記憶にある日本の既製品と比べても何ら遜色がないレベル。むしろ生地がシルクなので、一般的な既製品よりは優れてると思う。
「制服の時も思ったけど、物凄い完成度だな」
「でしょ~? 可愛さと上品さを目標にデザインしたんだよ。型紙から作るの凄く苦労したんだからね?」
「なるほどね。これなら街を歩いてても何ら違和感は……って、うぉい。異世界要素は何処に行った。さすがアリスチート。まるで自重してない感じが酷いな」
「えぇ、なにその不名誉っぽい呼称は。そんなことを言ったら、リオンの方がよっぽどチートじゃない、リオンチートだよ」
「失礼な、俺はちゃんと自重してるからな?」
「………へぇ」
思いっ切りジト目。アリスの蒼い瞳が、これでもかと言うほどに呆れ眼になっている。
「な、なんだよ? 俺はちゃんと自重してるだろ?」
「そのセリフ、自分が開発した街並みを見回してからもう一度言ってくれる?」
言われて周囲を見回す。
まず最初に目に映るのは学校の三階建て校舎。外壁はレンガ仕立てだけど、その基礎は鉄筋コンクリートだったりする。
そして次に窓だ。ガラスの加工技術が存在しないこの世界で、窓には透明でゆがみのない窓ガラスがはめられていた。
更には近くの道にはレンガが敷き詰められている。王都すら舗装されてない道がほとんどなのに、この街は全域に敷かれる予定だ。
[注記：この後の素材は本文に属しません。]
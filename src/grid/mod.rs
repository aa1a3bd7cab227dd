//! Gridded fields over `(step, lat, lon)` and the typed wrappers the bias
//! correction works on.

use std::collections::BTreeMap;
use std::fmt;

use ndarray::{Array3, ArrayView2, Axis};

pub mod calendar;
pub mod error;
pub mod types;
pub mod units;

pub use error::FieldError;
pub use types::{BiasField, MonthlyClimatology, StdDevClimatology, TimeSeries, WetDayField};
pub use units::Unit;

/// Sentinel written into cells that could not be computed.
pub const DEFAULT_FILL_VALUE: f64 = -9999.0;

const COORDINATE_TOLERANCE: f64 = 1e-6;

#[derive(Debug, Clone, Copy, PartialEq, Eq)]
pub struct GridShape {
    pub steps: usize,
    pub lat: usize,
    pub lon: usize,
}

impl fmt::Display for GridShape {
    fn fmt(&self, f: &mut fmt::Formatter<'_>) -> fmt::Result {
        write!(f, "[{} x {} x {}]", self.steps, self.lat, self.lon)
    }
}

#[derive(Debug, Clone, PartialEq)]
pub struct GridField {
    variable_name: String,
    units: String,
    fill_value: Option<f64>,
    values: Array3<f64>,
    time: Vec<f64>,
    lat: Vec<f64>,
    lon: Vec<f64>,
    attributes: BTreeMap<String, String>,
}

impl GridField {
    pub fn new(variable_name: &str, units: &str, values: Array3<f64>) -> Self {
        Self {
            variable_name: variable_name.to_string(),
            units: units.to_string(),
            fill_value: None,
            values,
            time: Vec::new(),
            lat: Vec::new(),
            lon: Vec::new(),
            attributes: BTreeMap::new(),
        }
    }

    /// Field of `shape` with every cell set to `value`.
    pub fn filled(variable_name: &str, units: &str, shape: GridShape, value: f64) -> Self {
        Self::new(
            variable_name,
            units,
            Array3::from_elem((shape.steps, shape.lat, shape.lon), value),
        )
    }

    #[allow(clippy::too_many_arguments)]
    pub(crate) fn from_parts(
        variable_name: &str,
        units: &str,
        fill_value: Option<f64>,
        values: Array3<f64>,
        time: Vec<f64>,
        lat: Vec<f64>,
        lon: Vec<f64>,
        attributes: BTreeMap<String, String>,
    ) -> Self {
        Self {
            variable_name: variable_name.to_string(),
            units: units.to_string(),
            fill_value,
            values,
            time,
            lat,
            lon,
            attributes,
        }
    }

    pub fn with_fill_value(mut self, fill_value: f64) -> Self {
        self.fill_value = Some(fill_value);
        self
    }

    pub fn with_coordinates(
        mut self,
        time: Vec<f64>,
        lat: Vec<f64>,
        lon: Vec<f64>,
    ) -> Result<Self, FieldError> {
        let shape = self.shape();
        if (!time.is_empty() && time.len() != shape.steps)
            || (!lat.is_empty() && lat.len() != shape.lat)
            || (!lon.is_empty() && lon.len() != shape.lon)
        {
            return Err(FieldError::InvalidShape(format!(
                "coordinates ({}, {}, {}) do not fit '{}' {}",
                time.len(),
                lat.len(),
                lon.len(),
                self.variable_name,
                shape
            )));
        }
        self.time = time;
        self.lat = lat;
        self.lon = lon;
        Ok(self)
    }

    /// Copy NetCDF-style attributes onto the field. A `units` attribute also
    /// replaces the field's units.
    pub fn with_attributes(mut self, attributes: &BTreeMap<String, String>) -> Self {
        for (key, value) in attributes {
            if key == "units" {
                self.units = value.clone();
            }
            self.attributes.insert(key.clone(), value.clone());
        }
        self
    }

    /// Replace the longitude values, keeping their count.
    pub(crate) fn with_longitudes(mut self, lon: Vec<f64>) -> Self {
        debug_assert_eq!(lon.len(), self.shape().lon);
        self.lon = lon;
        self
    }

    pub fn variable_name(&self) -> &str {
        &self.variable_name
    }

    pub fn units(&self) -> &str {
        &self.units
    }

    pub fn unit(&self) -> Unit {
        Unit::parse(&self.units)
    }

    pub fn fill_value(&self) -> Option<f64> {
        self.fill_value
    }

    /// Fill value to use for cells derived from this field.
    pub fn output_fill_value(&self) -> f64 {
        self.fill_value.unwrap_or(DEFAULT_FILL_VALUE)
    }

    pub fn values(&self) -> &Array3<f64> {
        &self.values
    }

    pub fn step(&self, index: usize) -> ArrayView2<'_, f64> {
        self.values.index_axis(Axis(0), index)
    }

    pub fn time(&self) -> &[f64] {
        &self.time
    }

    pub fn lat(&self) -> &[f64] {
        &self.lat
    }

    pub fn lon(&self) -> &[f64] {
        &self.lon
    }

    pub fn attributes(&self) -> &BTreeMap<String, String> {
        &self.attributes
    }

    pub fn shape(&self) -> GridShape {
        let (steps, lat, lon) = self.values.dim();
        GridShape { steps, lat, lon }
    }

    pub fn is_missing(&self, value: f64) -> bool {
        !value.is_finite() || self.fill_value.is_some_and(|fill| value == fill)
    }

    pub fn missing_count(&self) -> usize {
        self.values.iter().filter(|&&v| self.is_missing(v)).count()
    }

    /// New field with the same metadata as `self` but different values and
    /// time axis. The spatial grid stays the same.
    pub fn derive(&self, variable_name: &str, units: &str, values: Array3<f64>, time: Vec<f64>) -> Self {
        Self {
            variable_name: variable_name.to_string(),
            units: units.to_string(),
            fill_value: Some(self.output_fill_value()),
            values,
            time,
            lat: self.lat.clone(),
            lon: self.lon.clone(),
            attributes: self.attributes.clone(),
        }
    }

    /// Checks that `other` lives on the same horizontal grid.
    pub fn ensure_same_grid(&self, other: &GridField) -> Result<(), FieldError> {
        let (a, b) = (self.shape(), other.shape());
        let mismatch = |reason: &str| FieldError::GridMismatch {
            left: self.variable_name.clone(),
            left_shape: a,
            right: other.variable_name.clone(),
            right_shape: b,
            reason: reason.to_string(),
        };

        if a.lat != b.lat || a.lon != b.lon {
            return Err(mismatch("different number of grid cells"));
        }
        if !coordinates_match(&self.lat, &other.lat) {
            return Err(mismatch("latitude coordinates differ"));
        }
        if !coordinates_match(&self.lon, &other.lon) {
            return Err(mismatch("longitude coordinates differ"));
        }
        Ok(())
    }

    /// Like [`GridField::ensure_same_grid`] but the step count must match too.
    pub fn ensure_same_shape(&self, other: &GridField) -> Result<(), FieldError> {
        self.ensure_same_grid(other)?;
        if self.shape().steps != other.shape().steps {
            return Err(FieldError::GridMismatch {
                left: self.variable_name.clone(),
                left_shape: self.shape(),
                right: other.variable_name.clone(),
                right_shape: other.shape(),
                reason: "different number of time steps".to_string(),
            });
        }
        Ok(())
    }

    /// Keep only the steps in `range`.
    pub fn slice_steps(&self, range: std::ops::Range<usize>) -> Self {
        let values = self
            .values
            .slice(ndarray::s![range.clone(), .., ..])
            .to_owned();
        let time = if self.time.is_empty() {
            Vec::new()
        } else {
            self.time[range].to_vec()
        };
        Self {
            values,
            time,
            ..self.clone()
        }
    }

    /// Keep only the cells with the given latitude and longitude indices, in
    /// that order.
    pub fn select_cells(&self, lat_indices: &[usize], lon_indices: &[usize]) -> Self {
        let values = self
            .values
            .select(Axis(1), lat_indices)
            .select(Axis(2), lon_indices);
        let pick = |coords: &[f64], indices: &[usize]| -> Vec<f64> {
            if coords.is_empty() {
                Vec::new()
            } else {
                indices.iter().map(|&i| coords[i]).collect()
            }
        };
        Self {
            values,
            lat: pick(&self.lat, lat_indices),
            lon: pick(&self.lon, lon_indices),
            ..self.clone()
        }
    }
}

fn coordinates_match(a: &[f64], b: &[f64]) -> bool {
    if a.is_empty() || b.is_empty() {
        return true;
    }
    a.len() == b.len()
        && a
            .iter()
            .zip(b)
            .all(|(x, y)| (x - y).abs() <= COORDINATE_TOLERANCE)
}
そして極めつけ、水道がないこの世界で、井戸水や温泉を手動のポンプで運ぶ上水道と、簡易的に処理して川へと流す下水道が完備してある。
それらを見終えた俺は、ゆっくりとアリスへと向き直った。
「………………………ちゃ、ちゃうねん」
俺も別に、ここまでするつもりなんてなかった。
ただ、アリスが精霊にお願いしたら、この世界の技術では作れなかった耐火レンガがあっさり作れてしまい、その耐火レンガで作った窯で耐火レンガを量産。
そして、加工が難しい為に安価だった鉄鉱石を大量に取り寄せ、これまた耐火レンガを使って量産した窯で鉄を生成。そして鉄器を……と言った感じであれこれ。
気付いたらとんでもないことになっていたのだ。
「ま、まぁあれだな。これからは少し自重していこう」
さすがにここまでやれば、数年と待たずに結果は十分に出る。パトリックからソフィアを護る程度の力は余裕で手に入るだろう。